Ruée vers les urnes
Prenez note que cet article publié en 2008 pourrait contenir des informations qui ne sont plus à jour.
Les électeurs démocrates votent en nombre record dans les 34 États qui permettent de le faire par anticipation. Selon des analystes, 30 % des électeurs pourraient voter avant le 4 novembre.
Les électeurs démocrates se pressent aux urnes en nombre record dans plusieurs des 34 États qui permettent le vote par anticipation, indiquent les plus récentes données officielles.
Il s'agit là d'un revirement de tendance clair: le vote par anticipation favorise traditionnellement les républicains, notamment parce que les personnes âgées, plus susceptibles de voter pour le Grand Old Party, en étaient les principaux bénéficiaires.

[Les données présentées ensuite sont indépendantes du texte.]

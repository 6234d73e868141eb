//! Input sink implementations.
//!
//! The [`InputEventSink`] trait is defined next to the gesture synthesizer
//! in the application layer; this module holds the implementations the
//! service ships with.
//!
//! # Why a recording sink?
//!
//! A real injection pipeline hands events to the device's input stack,
//! which:
//!
//! - Requires the platform input facility to be present.
//! - Actually delivers touches and keys to whatever is focused.
//! - Cannot be observed from test code.
//!
//! [`RecordingInputSink`] replaces delivery with in-memory recording, keyed
//! by output id, so tests (and loopback deployments that consume events out
//! of process) can inspect exactly what was dispatched and in what order.
//! A platform integration implements [`InputEventSink`] against the real
//! pipeline and is wired in at construction time; nothing else changes.

use std::collections::HashMap;
use std::sync::Mutex;

use displayd_core::{KeyEvent, OutputId, PointerEvent};

use crate::application::gestures::{InjectionError, InputEventSink};

/// An input sink that records every dispatched event, keyed by output.
///
/// Event logs live behind `Mutex`es so the sink can be shared across
/// threads via `Arc`, matching how the synthesizer is used in production.
pub struct RecordingInputSink {
    pointer: Mutex<HashMap<OutputId, Vec<PointerEvent>>>,
    keys: Mutex<HashMap<OutputId, Vec<KeyEvent>>>,
    /// When `true`, every dispatch is rejected. Exercises error paths.
    should_fail: bool,
}

impl RecordingInputSink {
    /// Creates an empty recording sink that accepts every event.
    pub fn new() -> Self {
        Self {
            pointer: Mutex::new(HashMap::new()),
            keys: Mutex::new(HashMap::new()),
            should_fail: false,
        }
    }

    /// Creates a sink that rejects every dispatch.
    pub fn failing() -> Self {
        Self {
            should_fail: true,
            ..Self::new()
        }
    }

    /// Pointer events dispatched to `output`, in dispatch order.
    pub fn pointer_events(&self, output: OutputId) -> Vec<PointerEvent> {
        self.pointer
            .lock()
            .expect("pointer log poisoned")
            .get(&output)
            .cloned()
            .unwrap_or_default()
    }

    /// Key events dispatched to `output`, in dispatch order.
    pub fn key_events(&self, output: OutputId) -> Vec<KeyEvent> {
        self.keys
            .lock()
            .expect("key log poisoned")
            .get(&output)
            .cloned()
            .unwrap_or_default()
    }
}

impl Default for RecordingInputSink {
    fn default() -> Self {
        Self::new()
    }
}

impl InputEventSink for RecordingInputSink {
    fn dispatch_pointer(
        &self,
        output: OutputId,
        event: PointerEvent,
    ) -> Result<(), InjectionError> {
        if self.should_fail {
            return Err(InjectionError::Rejected {
                output,
                reason: "recording sink configured to fail".to_string(),
            });
        }
        self.pointer
            .lock()
            .expect("pointer log poisoned")
            .entry(output)
            .or_default()
            .push(event);
        Ok(())
    }

    fn dispatch_key(&self, output: OutputId, event: KeyEvent) -> Result<(), InjectionError> {
        if self.should_fail {
            return Err(InjectionError::Rejected {
                output,
                reason: "recording sink configured to fail".to_string(),
            });
        }
        self.keys
            .lock()
            .expect("key log poisoned")
            .entry(output)
            .or_default()
            .push(event);
        Ok(())
    }
}

// ── Tests ─────────────────────────────────────────────────────────────────────

#[cfg(test)]
mod tests {
    use super::*;
    use displayd_core::{KeyAction, KeyCode, PointerAction};

    fn pointer_event(x: f32) -> PointerEvent {
        PointerEvent {
            action: PointerAction::Down,
            x,
            y: 0.0,
            down_at_ms: 0,
            at_ms: 0,
        }
    }

    #[test]
    fn test_events_are_recorded_per_output() {
        let sink = RecordingInputSink::new();
        sink.dispatch_pointer(1, pointer_event(1.0)).unwrap();
        sink.dispatch_pointer(2, pointer_event(2.0)).unwrap();
        sink.dispatch_pointer(1, pointer_event(3.0)).unwrap();

        assert_eq!(sink.pointer_events(1).len(), 2);
        assert_eq!(sink.pointer_events(2).len(), 1);
        assert!(sink.pointer_events(3).is_empty());
    }

    #[test]
    fn test_recording_preserves_dispatch_order() {
        let sink = RecordingInputSink::new();
        for x in 0..5 {
            sink.dispatch_pointer(1, pointer_event(x as f32)).unwrap();
        }
        let xs: Vec<f32> = sink.pointer_events(1).iter().map(|e| e.x).collect();
        assert_eq!(xs, vec![0.0, 1.0, 2.0, 3.0, 4.0]);
    }

    #[test]
    fn test_failing_sink_rejects_and_records_nothing() {
        let sink = RecordingInputSink::failing();
        let result = sink.dispatch_key(
            1,
            KeyEvent {
                action: KeyAction::Down,
                code: KeyCode::Back,
                down_at_ms: 0,
                at_ms: 0,
            },
        );
        assert!(matches!(result, Err(InjectionError::Rejected { .. })));
        assert!(sink.key_events(1).is_empty());
    }
}
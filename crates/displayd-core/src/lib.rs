//! # displayd-core
//!
//! Shared library for displayd containing the domain entities and the key
//! code translation table.
//!
//! This crate is used by the service crate and by anything that speaks the
//! session API (e.g. an RPC transport). It has zero dependencies on OS APIs,
//! async runtimes, or I/O.
//!
//! # Architecture overview
//!
//! displayd is a device-side automation daemon: remote callers open
//! *sessions*, each bound to one display output (a virtual off-screen
//! surface, or the single physical display), and drive that output with
//! synthetic input, frame capture, and app-lifecycle operations.
//!
//! This crate defines:
//!
//! - **`domain`** – Pure value types shared across the service: session
//!   configuration and identifiers, output descriptors, settings namespaces,
//!   and the pointer/key event structs the gesture synthesizer dispatches.
//!
//! - **`keymap`** – The device key code enum and the character → key-stroke
//!   table used to decompose text into key events.

pub mod domain;
pub mod keymap;

// Re-export the most-used types at the crate root so callers can write
// `displayd_core::SessionConfig` instead of the full module path.
pub use domain::input::{KeyAction, KeyEvent, PointerAction, PointerEvent};
pub use domain::output::{OutputId, OutputInfo, PRIMARY_OUTPUT_ID};
pub use domain::session::{SessionConfig, SessionId, PHYSICAL_SESSION_ID};
pub use domain::settings::{InvalidNamespaceError, SettingsNamespace};
pub use keymap::{char_to_keystroke, KeyCode, KeyStroke};
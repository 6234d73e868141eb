//! displayd library entry point.
//!
//! Re-exports all public modules so that integration tests in `tests/`,
//! the binary entry point in `main.rs`, and an RPC transport embedding the
//! engine share the same module tree.

pub mod application;
pub mod infrastructure;
//! Criterion benchmarks for the character translation table.
//!
//! Text synthesis calls [`char_to_keystroke`] once per character on the
//! injection hot path, so the lookup must stay in the sub-microsecond class.
//!
//! Run with:
//! ```bash
//! cargo bench --package displayd-core --bench keymap_bench
//! ```

use criterion::{black_box, criterion_group, criterion_main, Criterion};
use displayd_core::keymap::char_to_keystroke;

/// Characters covering the main table branches: letters, shifted letters,
/// digits, plain punctuation, shifted punctuation, whitespace, unmapped.
const BENCH_CHARS: &[char] = &[
    'a', 'z', 'A', 'Z', '0', '9', ' ', '\n', '\t', ',', '.', '/', '!', '@', '(', ')', '_', '?',
    '~', 'é',
];

fn bench_char_to_keystroke(c: &mut Criterion) {
    c.bench_function("char_to_keystroke/mixed", |b| {
        b.iter(|| {
            for &ch in BENCH_CHARS {
                black_box(char_to_keystroke(black_box(ch)));
            }
        })
    });

    c.bench_function("char_to_keystroke/ascii_sweep", |b| {
        b.iter(|| {
            for byte in 0x20u8..0x7F {
                black_box(char_to_keystroke(black_box(byte as char)));
            }
        })
    });
}

criterion_group!(benches, bench_char_to_keystroke);
criterion_main!(benches);
//! Data ingestion and normalization for the TCA workspace.
//!
//! This crate handles:
//! - Per-second quote snapshot building (max bid / min ask)
//! - Execution phase filtering
//! - Side inference and reference-data enrichment
//! - Input profiling

pub mod enrichment;
pub mod profile;
pub mod snapshot;

pub use enrichment::{enrich, filter_continuous, EnrichedExecution, EnrichmentStats, ReferenceData};
pub use profile::{ExecutionProfile, QuoteProfile};
pub use snapshot::{SnapshotBuilder, SnapshotIndex, SnapshotStats};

En 2000 et en 2004, par exemple, les gens qui ont voté par anticipation ont appuyé le président Bush dans une proportion d'environ 60 %.

Des électeurs attendent pour voter à Savannah, en Georgie.
Photo : AFP / Stephen Morton/Getty Images
Cette année, il semble que l'enthousiasme des électeurs enregistrés comme démocrates est tel que cet État de fait ne tient plus. Barack Obama a contribué à cette situation: il invite depuis longtemps ses partisans à profiter du vote par anticipation pour éviter qu'ils ne se découragent devant de longues files d'attente le jour du vote.
Son organisation a d'ailleurs été bâtie en conséquence, indique le New York Times. Les bases de données mises sur pied par son équipe recensent les électeurs les plus susceptibles de rebrousser chemin devant de longues files d'attente le 4 novembre, dont ceux qui doivent faire de longs trajets pour aller voter et ceux qui ont des enfants. Ces électeurs sont encouragés à voter par anticipation.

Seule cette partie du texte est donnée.